Dataset records
= Beginning of Section =

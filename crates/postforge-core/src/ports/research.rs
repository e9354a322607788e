//! Research port - contextual facts used to enrich a prompt.

use async_trait::async_trait;
use serde::{Deserialize, Serialize};

/// Findings gathered about a topic.
#[derive(Debug, Clone, Default, PartialEq, Eq, Serialize, Deserialize)]
pub struct ResearchData {
    pub sources: Vec<String>,
    pub facts: Vec<String>,
    pub trends: Vec<String>,
}

impl ResearchData {
    pub fn is_empty(&self) -> bool {
        self.sources.is_empty() && self.facts.is_empty() && self.trends.is_empty()
    }
}

/// Research source trait - abstraction over search backends.
#[async_trait]
pub trait ResearchSource: Send + Sync {
    async fn research(&self, topic: &str) -> Result<ResearchData, ResearchError>;
}

/// Research errors.
#[derive(Debug, thiserror::Error)]
pub enum ResearchError {
    #[error("Research backend failed: {0}")]
    Backend(String),
}
//! Request ID middleware - propagates or generates `X-Request-ID`.

use actix_web::{
    Error, HttpMessage,
    dev::{Service, ServiceRequest, ServiceResponse, Transform, forward_ready},
    http::header::{HeaderName, HeaderValue},
};
use std::future::{Future, Ready, ready};
use std::pin::Pin;
use tracing::Instrument;
use uuid::Uuid;

/// Header carrying the request id in both directions.
pub static REQUEST_ID_HEADER: &str = "x-request-id";

/// Tags every request with an id: the caller's `X-Request-ID` when it is a
/// valid header value, otherwise a fresh UUID. The id is echoed on the
/// response and recorded on a `request` span around the handler.
pub struct RequestIdMiddleware;

impl<S, B> Transform<S, ServiceRequest> for RequestIdMiddleware
where
    S: Service<ServiceRequest, Response = ServiceResponse<B>, Error = Error>,
    S::Future: 'static,
    B: 'static,
{
    type Response = ServiceResponse<B>;
    type Error = Error;
    type Transform = RequestIdService<S>;
    type InitError = ();
    type Future = Ready<Result<Self::Transform, Self::InitError>>;

    fn new_transform(&self, service: S) -> Self::Future {
        ready(Ok(RequestIdService { service }))
    }
}

pub struct RequestIdService<S> {
    service: S,
}

impl<S, B> Service<ServiceRequest> for RequestIdService<S>
where
    S: Service<ServiceRequest, Response = ServiceResponse<B>, Error = Error>,
    S::Future: 'static,
    B: 'static,
{
    type Response = ServiceResponse<B>;
    type Error = Error;
    type Future = Pin<Box<dyn Future<Output = Result<Self::Response, Self::Error>>>>;

    forward_ready!(service);

    fn call(&self, req: ServiceRequest) -> Self::Future {
        let header_value = req
            .headers()
            .get(REQUEST_ID_HEADER)
            .filter(|v| !v.is_empty() && v.to_str().is_ok())
            .cloned()
            .unwrap_or_else(|| {
                // A hyphenated UUID is always a valid header value.
                HeaderValue::from_str(&Uuid::new_v4().to_string())
                    .unwrap_or_else(|_| HeaderValue::from_static("unknown"))
            });
        let request_id = header_value.to_str().unwrap_or("unknown").to_string();

        req.extensions_mut().insert(RequestId(request_id.clone()));

        let span = tracing::info_span!("request", request_id = %request_id);
        let fut = self.service.call(req);

        Box::pin(
            async move {
                let mut res = fut.await?;
                res.headers_mut()
                    .insert(HeaderName::from_static(REQUEST_ID_HEADER), header_value);
                Ok(res)
            }
            .instrument(span),
        )
    }
}

/// Request id as seen by handlers.
#[derive(Debug, Clone)]
pub struct RequestId(pub String);

impl RequestId {
    pub fn as_str(&self) -> &str {
        &self.0
    }
}

/// Falls back to a fresh id when the middleware is not installed.
impl actix_web::FromRequest for RequestId {
    type Error = actix_web::Error;
    type Future = Ready<Result<Self, Self::Error>>;

    fn from_request(req: &actix_web::HttpRequest, _: &mut actix_web::dev::Payload) -> Self::Future {
        let request_id = req
            .extensions()
            .get::<RequestId>()
            .cloned()
            .unwrap_or_else(|| RequestId(Uuid::new_v4().to_string()));

        ready(Ok(request_id))
    }
}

= End of Section =

WORK INSTRUCTIONS:
Transcribe the entries above, every line exactly as it reads.

ANSWER AREA:
filename crates/postforge-core/src/ports/research.rs
repository e9354a322607788e
//! Research port - contextual facts used to enrich a prompt.

use async_trait::async_trait;
use serde::{Deserialize, Serialize};

/// Findings gathered about a topic.
#[derive(Debug, Clone, Default, PartialEq, Eq, Serialize, Deserialize)]
pub struct ResearchData {
    pub sources: Vec<String>,
    pub facts: Vec<String>,
    pub trends: Vec<String>,
}

impl ResearchData {
    pub fn is_empty(&self) -> bool {
        self.sources.is_empty() && self.facts.is_empty() && self.trends.is_empty()
    }
}

/// Research source trait - abstraction over search backends.
#[async_trait]
pub trait ResearchSource: Send + Sync {
    async fn research(&self, topic: &str) -> Result<ResearchData, ResearchError>;
}

/// Research errors.
#[derive(Debug, thiserror::Error)]
pub enum ResearchError {
    #[error("Research backend failed: {0}")]
    Backend(String),
}
//! Request ID middleware - propagates or generates `X-Request-ID`.

use actix_web::{
    Error, HttpMessage,
    dev::{Service, ServiceRequest, ServiceResponse, Transform, forward_ready},
    http::header::{HeaderName, HeaderValue},
};
use std::future::{Future, Ready, ready};
use std::pin::Pin;
use tracing::Instrument;
use uuid::Uuid;

/// Header carrying the request id in both directions.
pub static REQUEST_ID_HEADER: &str = "x-request-id";

/// Tags every request with an id: the caller's `X-Request-ID` when it is a
/// valid header value, otherwise a fresh UUID. The id is echoed on the
/// response and recorded on a `request` span around the handler.
pub struct RequestIdMiddleware;

impl<S, B> Transform<S, ServiceRequest> for RequestIdMiddleware
where
    S: Service<ServiceRequest, Response = ServiceResponse<B>, Error = Error>,
    S::Future: 'static,
    B: 'static,
{
    type Response = ServiceResponse<B>;
    type Error = Error;
    type Transform = RequestIdService<S>;
    type InitError = ();
    type Future = Ready<Result<Self::Transform, Self::InitError>>;

    fn new_transform(&self, service: S) -> Self::Future {
        ready(Ok(RequestIdService { service }))
    }
}

pub struct RequestIdService<S> {
    service: S,
}

impl<S, B> Service<ServiceRequest> for RequestIdService<S>
where
    S: Service<ServiceRequest, Response = ServiceResponse<B>, Error = Error>,
    S::Future: 'static,
    B: 'static,
{
    type Response = ServiceResponse<B>;
    type Error = Error;
    type Future = Pin<Box<dyn Future<Output = Result<Self::Response, Self::Error>>>>;

    forward_ready!(service);

    fn call(&self, req: ServiceRequest) -> Self::Future {
        let header_value = req
            .headers()
            .get(REQUEST_ID_HEADER)
            .filter(|v| !v.is_empty() && v.to_str().is_ok())
            .cloned()
            .unwrap_or_else(|| {
                // A hyphenated UUID is always a valid header value.
                HeaderValue::from_str(&Uuid::new_v4().to_string())
                    .unwrap_or_else(|_| HeaderValue::from_static("unknown"))
            });
        let request_id = header_value.to_str().unwrap_or("unknown").to_string();

        req.extensions_mut().insert(RequestId(request_id.clone()));

        let span = tracing::info_span!("request", request_id = %request_id);
        let fut = self.service.call(req);

        Box::pin(
            async move {
                let mut res = fut.await?;
                res.headers_mut()
                    .insert(HeaderName::from_static(REQUEST_ID_HEADER), header_value);
                Ok(res)
            }
            .instrument(span),
        )
    }
}

/// Request id as seen by handlers.
#[derive(Debug, Clone)]
pub struct RequestId(pub String);

impl RequestId {
    pub fn as_str(&self) -> &str {
        &self.0
    }
}

/// Falls back to a fresh id when the middleware is not installed.
impl actix_web::FromRequest for RequestId {
    type Error = actix_web::Error;
    type Future = Ready<Result<Self, Self::Error>>;

    fn from_request(req: &actix_web::HttpRequest, _: &mut actix_web::dev::Payload) -> Self::Future {
        let request_id = req
            .extensions()
            .get::<RequestId>()
            .cloned()
            .unwrap_or_else(|| RequestId(Uuid::new_v4().to_string()));

        ready(Ok(request_id))
    }
}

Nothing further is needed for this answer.